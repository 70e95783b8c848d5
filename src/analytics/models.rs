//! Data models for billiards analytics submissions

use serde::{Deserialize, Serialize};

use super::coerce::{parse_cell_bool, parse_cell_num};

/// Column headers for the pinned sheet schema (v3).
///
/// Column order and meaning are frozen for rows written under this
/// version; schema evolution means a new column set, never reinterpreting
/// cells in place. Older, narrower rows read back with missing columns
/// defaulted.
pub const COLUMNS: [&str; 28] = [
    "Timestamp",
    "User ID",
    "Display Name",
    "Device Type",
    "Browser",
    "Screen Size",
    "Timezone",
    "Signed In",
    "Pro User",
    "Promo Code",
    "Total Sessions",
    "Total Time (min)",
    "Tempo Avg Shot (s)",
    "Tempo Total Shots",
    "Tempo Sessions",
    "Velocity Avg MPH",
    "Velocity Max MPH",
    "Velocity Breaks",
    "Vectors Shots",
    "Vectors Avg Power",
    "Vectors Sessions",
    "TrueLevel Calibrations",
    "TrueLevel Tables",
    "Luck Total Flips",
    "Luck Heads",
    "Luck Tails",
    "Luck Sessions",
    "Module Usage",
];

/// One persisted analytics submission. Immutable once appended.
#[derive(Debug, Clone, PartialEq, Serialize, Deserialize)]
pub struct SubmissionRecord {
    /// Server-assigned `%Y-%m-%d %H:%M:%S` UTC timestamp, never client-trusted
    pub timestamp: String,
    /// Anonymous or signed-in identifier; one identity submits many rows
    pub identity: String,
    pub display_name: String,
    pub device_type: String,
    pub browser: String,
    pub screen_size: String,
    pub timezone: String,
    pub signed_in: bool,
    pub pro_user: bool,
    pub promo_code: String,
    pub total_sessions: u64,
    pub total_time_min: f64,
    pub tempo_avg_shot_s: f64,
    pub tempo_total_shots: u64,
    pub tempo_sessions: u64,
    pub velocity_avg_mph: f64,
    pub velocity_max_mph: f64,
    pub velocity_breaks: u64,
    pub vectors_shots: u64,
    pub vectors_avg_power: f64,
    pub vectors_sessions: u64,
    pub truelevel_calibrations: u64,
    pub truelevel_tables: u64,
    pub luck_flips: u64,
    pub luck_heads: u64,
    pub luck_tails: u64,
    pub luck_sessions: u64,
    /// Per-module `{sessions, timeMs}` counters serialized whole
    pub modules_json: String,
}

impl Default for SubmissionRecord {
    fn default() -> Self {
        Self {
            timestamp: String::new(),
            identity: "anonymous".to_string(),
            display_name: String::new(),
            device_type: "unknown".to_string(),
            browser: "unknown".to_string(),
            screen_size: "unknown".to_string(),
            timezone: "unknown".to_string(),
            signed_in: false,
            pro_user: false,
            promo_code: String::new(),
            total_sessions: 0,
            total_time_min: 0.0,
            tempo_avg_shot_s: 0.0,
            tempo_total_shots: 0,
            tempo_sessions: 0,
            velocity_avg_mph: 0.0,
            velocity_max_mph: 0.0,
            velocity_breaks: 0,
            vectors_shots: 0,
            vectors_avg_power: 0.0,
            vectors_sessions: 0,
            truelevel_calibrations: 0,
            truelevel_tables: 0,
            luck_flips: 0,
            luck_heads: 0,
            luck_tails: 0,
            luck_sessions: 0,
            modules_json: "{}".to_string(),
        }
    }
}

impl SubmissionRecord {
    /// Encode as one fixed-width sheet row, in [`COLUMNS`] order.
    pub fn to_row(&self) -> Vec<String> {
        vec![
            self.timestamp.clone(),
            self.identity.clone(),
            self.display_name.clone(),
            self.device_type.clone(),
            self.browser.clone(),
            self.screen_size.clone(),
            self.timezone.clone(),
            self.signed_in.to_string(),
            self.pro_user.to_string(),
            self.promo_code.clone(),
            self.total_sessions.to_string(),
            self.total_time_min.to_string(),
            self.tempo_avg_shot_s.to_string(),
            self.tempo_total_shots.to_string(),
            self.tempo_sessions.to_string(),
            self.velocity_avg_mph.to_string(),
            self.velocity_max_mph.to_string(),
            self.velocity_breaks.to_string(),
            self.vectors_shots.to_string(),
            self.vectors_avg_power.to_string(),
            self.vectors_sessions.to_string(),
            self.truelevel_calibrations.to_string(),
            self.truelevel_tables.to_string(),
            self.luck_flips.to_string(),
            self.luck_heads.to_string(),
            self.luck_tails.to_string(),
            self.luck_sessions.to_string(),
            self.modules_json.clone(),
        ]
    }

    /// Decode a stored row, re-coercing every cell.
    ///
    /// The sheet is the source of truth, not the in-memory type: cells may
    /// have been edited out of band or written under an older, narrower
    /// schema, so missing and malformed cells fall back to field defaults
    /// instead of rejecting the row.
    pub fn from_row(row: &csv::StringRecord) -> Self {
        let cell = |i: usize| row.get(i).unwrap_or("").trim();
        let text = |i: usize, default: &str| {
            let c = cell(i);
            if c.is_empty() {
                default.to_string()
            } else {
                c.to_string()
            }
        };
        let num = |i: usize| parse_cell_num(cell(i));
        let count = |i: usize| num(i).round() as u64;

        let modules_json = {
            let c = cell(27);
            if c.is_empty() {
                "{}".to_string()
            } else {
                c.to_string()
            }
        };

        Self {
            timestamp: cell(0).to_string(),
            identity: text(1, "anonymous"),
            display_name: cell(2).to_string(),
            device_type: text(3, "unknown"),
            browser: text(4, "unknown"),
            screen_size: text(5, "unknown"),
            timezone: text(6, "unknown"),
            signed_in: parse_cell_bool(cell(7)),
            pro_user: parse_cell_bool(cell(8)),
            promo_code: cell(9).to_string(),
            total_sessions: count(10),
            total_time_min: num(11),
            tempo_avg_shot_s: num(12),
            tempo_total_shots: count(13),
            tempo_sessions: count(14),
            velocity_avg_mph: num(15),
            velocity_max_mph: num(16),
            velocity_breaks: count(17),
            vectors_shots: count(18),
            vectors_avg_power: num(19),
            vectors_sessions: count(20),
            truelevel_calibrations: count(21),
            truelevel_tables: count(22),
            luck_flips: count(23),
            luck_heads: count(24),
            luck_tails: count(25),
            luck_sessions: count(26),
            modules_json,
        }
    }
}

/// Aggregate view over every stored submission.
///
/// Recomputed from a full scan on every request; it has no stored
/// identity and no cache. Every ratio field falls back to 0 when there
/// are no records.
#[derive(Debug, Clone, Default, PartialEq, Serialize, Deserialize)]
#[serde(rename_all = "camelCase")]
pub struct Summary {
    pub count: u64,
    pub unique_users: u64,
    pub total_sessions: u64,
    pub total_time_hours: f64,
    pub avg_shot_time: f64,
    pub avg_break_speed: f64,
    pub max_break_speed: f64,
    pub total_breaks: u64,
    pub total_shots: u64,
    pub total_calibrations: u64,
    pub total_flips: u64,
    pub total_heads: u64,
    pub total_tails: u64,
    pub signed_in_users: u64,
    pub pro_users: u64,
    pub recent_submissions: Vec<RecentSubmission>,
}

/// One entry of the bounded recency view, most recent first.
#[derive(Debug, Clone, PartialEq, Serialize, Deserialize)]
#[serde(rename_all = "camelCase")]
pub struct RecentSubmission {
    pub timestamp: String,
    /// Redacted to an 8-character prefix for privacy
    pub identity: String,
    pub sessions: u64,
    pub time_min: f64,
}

--

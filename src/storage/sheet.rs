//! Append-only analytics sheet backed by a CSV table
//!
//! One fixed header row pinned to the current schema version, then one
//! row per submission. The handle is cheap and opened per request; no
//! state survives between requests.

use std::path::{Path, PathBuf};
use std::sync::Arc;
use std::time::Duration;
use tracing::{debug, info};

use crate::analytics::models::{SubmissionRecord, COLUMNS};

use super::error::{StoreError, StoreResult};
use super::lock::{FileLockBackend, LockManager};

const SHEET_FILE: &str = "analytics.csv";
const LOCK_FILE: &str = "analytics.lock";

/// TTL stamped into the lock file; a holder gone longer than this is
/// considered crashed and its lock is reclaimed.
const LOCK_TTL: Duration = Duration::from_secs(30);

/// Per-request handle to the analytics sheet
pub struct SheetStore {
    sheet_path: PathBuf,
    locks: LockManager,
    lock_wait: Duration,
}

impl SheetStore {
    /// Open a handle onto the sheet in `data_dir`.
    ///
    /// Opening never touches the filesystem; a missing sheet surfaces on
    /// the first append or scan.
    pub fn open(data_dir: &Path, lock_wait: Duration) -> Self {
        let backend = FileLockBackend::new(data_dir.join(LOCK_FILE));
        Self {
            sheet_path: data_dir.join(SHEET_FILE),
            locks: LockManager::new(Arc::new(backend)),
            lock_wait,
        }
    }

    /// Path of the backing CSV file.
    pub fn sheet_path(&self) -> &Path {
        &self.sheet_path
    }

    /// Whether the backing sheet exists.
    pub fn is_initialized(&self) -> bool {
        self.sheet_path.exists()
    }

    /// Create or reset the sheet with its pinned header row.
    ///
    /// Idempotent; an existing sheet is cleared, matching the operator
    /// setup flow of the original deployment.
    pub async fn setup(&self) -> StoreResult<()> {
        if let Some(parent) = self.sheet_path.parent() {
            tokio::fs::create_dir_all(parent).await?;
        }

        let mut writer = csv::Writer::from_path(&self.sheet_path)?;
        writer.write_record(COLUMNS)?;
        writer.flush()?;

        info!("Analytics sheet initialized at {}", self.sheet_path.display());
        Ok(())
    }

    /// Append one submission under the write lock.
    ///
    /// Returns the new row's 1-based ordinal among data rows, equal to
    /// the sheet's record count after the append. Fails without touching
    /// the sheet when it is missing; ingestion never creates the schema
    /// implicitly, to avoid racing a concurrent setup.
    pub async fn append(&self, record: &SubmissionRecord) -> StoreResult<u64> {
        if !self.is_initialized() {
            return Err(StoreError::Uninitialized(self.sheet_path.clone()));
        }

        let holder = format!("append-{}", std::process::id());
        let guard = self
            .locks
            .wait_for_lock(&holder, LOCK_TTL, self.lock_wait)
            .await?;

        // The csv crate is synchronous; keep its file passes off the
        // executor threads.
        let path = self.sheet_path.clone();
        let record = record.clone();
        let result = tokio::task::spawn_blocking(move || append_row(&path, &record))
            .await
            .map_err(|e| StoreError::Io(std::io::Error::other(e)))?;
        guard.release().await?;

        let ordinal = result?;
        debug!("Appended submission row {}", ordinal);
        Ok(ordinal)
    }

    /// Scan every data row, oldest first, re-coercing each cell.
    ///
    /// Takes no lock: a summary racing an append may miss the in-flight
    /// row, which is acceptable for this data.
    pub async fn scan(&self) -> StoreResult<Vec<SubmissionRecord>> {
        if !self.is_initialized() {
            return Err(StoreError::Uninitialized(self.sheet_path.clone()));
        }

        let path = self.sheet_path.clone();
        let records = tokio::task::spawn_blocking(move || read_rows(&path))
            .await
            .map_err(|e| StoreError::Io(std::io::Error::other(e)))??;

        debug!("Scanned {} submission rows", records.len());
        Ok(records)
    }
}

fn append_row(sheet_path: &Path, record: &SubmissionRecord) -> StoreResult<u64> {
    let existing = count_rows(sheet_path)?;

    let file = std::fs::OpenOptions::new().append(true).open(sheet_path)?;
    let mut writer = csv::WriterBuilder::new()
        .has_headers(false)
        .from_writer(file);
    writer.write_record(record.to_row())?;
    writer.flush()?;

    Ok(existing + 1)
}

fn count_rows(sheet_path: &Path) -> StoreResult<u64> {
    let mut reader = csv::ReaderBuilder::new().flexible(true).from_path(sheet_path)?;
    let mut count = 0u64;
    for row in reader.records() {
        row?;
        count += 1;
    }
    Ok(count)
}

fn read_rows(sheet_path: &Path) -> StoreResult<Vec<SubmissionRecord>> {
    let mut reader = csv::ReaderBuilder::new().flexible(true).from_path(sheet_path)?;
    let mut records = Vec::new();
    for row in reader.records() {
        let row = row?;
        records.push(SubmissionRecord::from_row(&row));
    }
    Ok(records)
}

- **Task statement**:
Above this task is a listing. Restate, word for word and with nothing added, the lines from the one with "repository 70e95783b8c848d5" through the one with "written under this".

- **Answer box**:
repository 70e95783b8c848d5
filename src/analytics/models.rs
//! Data models for billiards analytics submissions

use serde::{Deserialize, Serialize};

use super::coerce::{parse_cell_bool, parse_cell_num};

/// Column headers for the pinned sheet schema (v3).
///
/// Column order and meaning are frozen for rows written under this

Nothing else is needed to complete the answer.